Plötzlich stieg eine innere Unruhe in Diego auf. Ein kalter Schauer durchlief ihn, und er spürte, wie seine Hände anfingen, zu zittern. Schräg gegenüber gab es eine Grünanlage. Ein kleiner Park, in dem auch einige Bänke standen. Mit unsicheren Schritten ging Diego über die Straße und setzte sich genau auf die Bank, auf der gestern Lana und Lou gesessen hatten.
Jetzt erst kam die Reaktion, die er seit seiner Verhaftung die ganze Zeit lang unterdrückt hatte: Heiß pulste das Blut durch seine Adern und das Herz wummerte in seinem Brustkorb wie ein Vorschlaghammer. Noch nie in seinem Leben war er gefangen gewesen. Noch nie hatte man ihn dermaßen beschuldigt und gedemütigt, und jetzt, wo es endlich überstanden war, brach das alles über ihn herein.

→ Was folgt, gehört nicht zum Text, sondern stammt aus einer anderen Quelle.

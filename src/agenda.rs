//! The hand-authored conference programme.
//!
//! This is the quick-reference schedule shown above the spreadsheet-derived
//! tables. It is fixed at compile time and rendered verbatim; the detailed
//! programme comes from the workbook instead.

/// Column headers of the agenda table: the time column plus the three rooms.
pub const ROOM_HEADERS: &[&str] = &[
    "Time",
    "Plenary Room",
    "Oxygen Room (CCM)",
    "Propofol Room (Anesthesia)",
];

/// One cell of the schedule: a session title plus follow-on lines
/// (speakers, organizers) rendered on their own lines.
pub struct Session {
    pub lines: &'static [&'static str],
}

/// One time slot. Holds a single session spanning every room, or one
/// session per room.
pub struct Slot {
    pub time: &'static str,
    pub sessions: &'static [Session],
}

impl Slot {
    /// Room columns a session of this slot spans.
    pub fn colspan(&self) -> usize {
        if self.sessions.len() == 1 {
            ROOM_HEADERS.len() - 1
        } else {
            1
        }
    }
}

/// One conference day.
pub struct Day {
    pub label: &'static str,
    pub slots: &'static [Slot],
}

/// The full two-day programme.
pub const PROGRAM: &[Day] = &[
    Day {
        label: "Day 1 – October 09",
        slots: DAY_ONE,
    },
    Day {
        label: "Day 2 – October 10",
        slots: DAY_TWO,
    },
];

const DAY_ONE: &[Slot] = &[
    Slot {
        time: "08:30",
        sessions: &[Session {
            lines: &["Registration"],
        }],
    },
    Slot {
        time: "09:00",
        sessions: &[Session {
            lines: &[
                "Lecture on Oxygen and Oxygen Support",
                "(Prof Twagirumugabe & Prof Tobi KU)",
                "(Dr Mukwesi Christian)",
            ],
        }],
    },
    Slot {
        time: "10:30",
        sessions: &[Session {
            lines: &["Coffee Break & Exhibition"],
        }],
    },
    Slot {
        time: "11:00",
        sessions: &[Session {
            lines: &["Opening Ceremony", "(RSACC with Guests of Honor)"],
        }],
    },
    Slot {
        time: "12:30",
        sessions: &[Session {
            lines: &["Lunch Break"],
        }],
    },
    Slot {
        time: "13:30",
        sessions: &[
            Session {
                lines: &["Why Mothers are still dying?", "(Eugene)"],
            },
            Session {
                lines: &["WFICC and SCCM Session", "(Dawit)"],
            },
            Session {
                lines: &["ERAS Building Capacity", "(Aderonke)"],
            },
        ],
    },
    Slot {
        time: "15:00",
        sessions: &[
            Session {
                lines: &[
                    "Cardiology, Cardiac Anesthesia and Critical Care",
                    "(David)",
                ],
            },
            Session {
                lines: &[
                    "Critical Care Training in LRC (Case of Rwanda)",
                    "(Tobi, Mukwesi, Libere)",
                ],
            },
            Session {
                lines: &[
                    "Safe Pediatrics: Emergencies, Anesthesia & Critical Care",
                    "(Francoise)",
                ],
            },
        ],
    },
    Slot {
        time: "16:30",
        sessions: &[Session {
            lines: &["Recap, Refreshment and Networking"],
        }],
    },
];

const DAY_TWO: &[Slot] = &[
    Slot {
        time: "09:00",
        sessions: &[
            Session {
                lines: &["Global Anesthesia & Surgery", "(Rosemary)"],
            },
            Session {
                lines: &[
                    "IP-EMACC Interprofessional Emergency and Critical Care Training Curriculum",
                    "(Matthias)",
                ],
            },
            Session {
                lines: &[
                    "Local Regional Anesthesia & Pain Management",
                    "(Kaino)",
                ],
            },
        ],
    },
    Slot {
        time: "10:30",
        sessions: &[Session {
            lines: &["Coffee Break & Exhibition + Networking + Abstract Viewing"],
        }],
    },
    Slot {
        time: "11:00",
        sessions: &[Session {
            lines: &[
                "4 × 4 Strategy for Timely Access to Safe & Affordable Services: Perioperative, Anesthesia, Pain Management & Critical Care",
                "RSACC with MoH (HWD)",
            ],
        }],
    },
    Slot {
        time: "12:30",
        sessions: &[Session {
            lines: &["Lunch Break + Posters"],
        }],
    },
    Slot {
        time: "13:30",
        sessions: &[
            Session {
                lines: &["Strategic Plan for CCM in Rwanda", "(Christian)"],
            },
            Session {
                lines: &["Nursing Critical Care Workforce", "(Placide)"],
            },
            Session {
                lines: &["Toward NSOAP", "(Francoise)"],
            },
        ],
    },
    Slot {
        time: "15:00",
        sessions: &[Session {
            lines: &["Best Abstracts"],
        }],
    },
    Slot {
        time: "16:30",
        sessions: &[Session {
            lines: &["Recap, Refreshment and Networking"],
        }],
    },
    Slot {
        time: "17:00",
        sessions: &[Session {
            lines: &["Closing Ceremony: Rwanda Action Statement"],
        }],
    },
];

#[cfg(test)]
mod tests {
    use super::*;

    #[test]
    fn test_program_has_two_days() {
        assert_eq!(PROGRAM.len(), 2);
        assert_eq!(PROGRAM[0].label, "Day 1 – October 09");
        assert_eq!(PROGRAM[1].label, "Day 2 – October 10");
    }

    #[test]
    fn test_slots_span_all_rooms_or_fill_each() {
        for day in PROGRAM {
            for slot in day.slots {
                let count = slot.sessions.len();
                assert!(
                    count == 1 || count == ROOM_HEADERS.len() - 1,
                    "{} {} has {} sessions",
                    day.label,
                    slot.time,
                    count
                );
            }
        }
    }

    #[test]
    fn test_colspan_matches_session_count() {
        for day in PROGRAM {
            for slot in day.slots {
                if slot.sessions.len() == 1 {
                    assert_eq!(slot.colspan(), 3);
                } else {
                    assert_eq!(slot.colspan(), 1);
                }
            }
        }
    }

    #[test]
    fn test_days_open_and_close_as_published() {
        let day_one = &PROGRAM[0];
        assert_eq!(day_one.slots[0].time, "08:30");
        assert_eq!(day_one.slots[0].sessions[0].lines, ["Registration"]);

        let day_two = &PROGRAM[1];
        let last = day_two.slots.last().unwrap();
        assert_eq!(last.time, "17:00");
        assert_eq!(
            last.sessions[0].lines,
            ["Closing Ceremony: Rwanda Action Statement"]
        );
    }

    #[test]
    fn test_every_session_has_a_title_line() {
        for day in PROGRAM {
            for slot in day.slots {
                for session in slot.sessions {
                    assert!(!session.lines.is_empty());
                    assert!(!session.lines[0].is_empty());
                }
            }
        }
    }
}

Ein paar Minuten später ging es wieder einigermaßen. Diego griff in die Tasche seines Jacketts, holte das Handy heraus und aktivierte es. Insgesamt neunundzwanzig Missed Calls wurden angezeigt. Ganz oft von Lana, ein paar Mal von Lou und Hercule, und dann noch ein paar Neugierigkeitsanrufe von Studis, die gestern Morgen mitgekriegt hatten, dass er verhaftet worden war.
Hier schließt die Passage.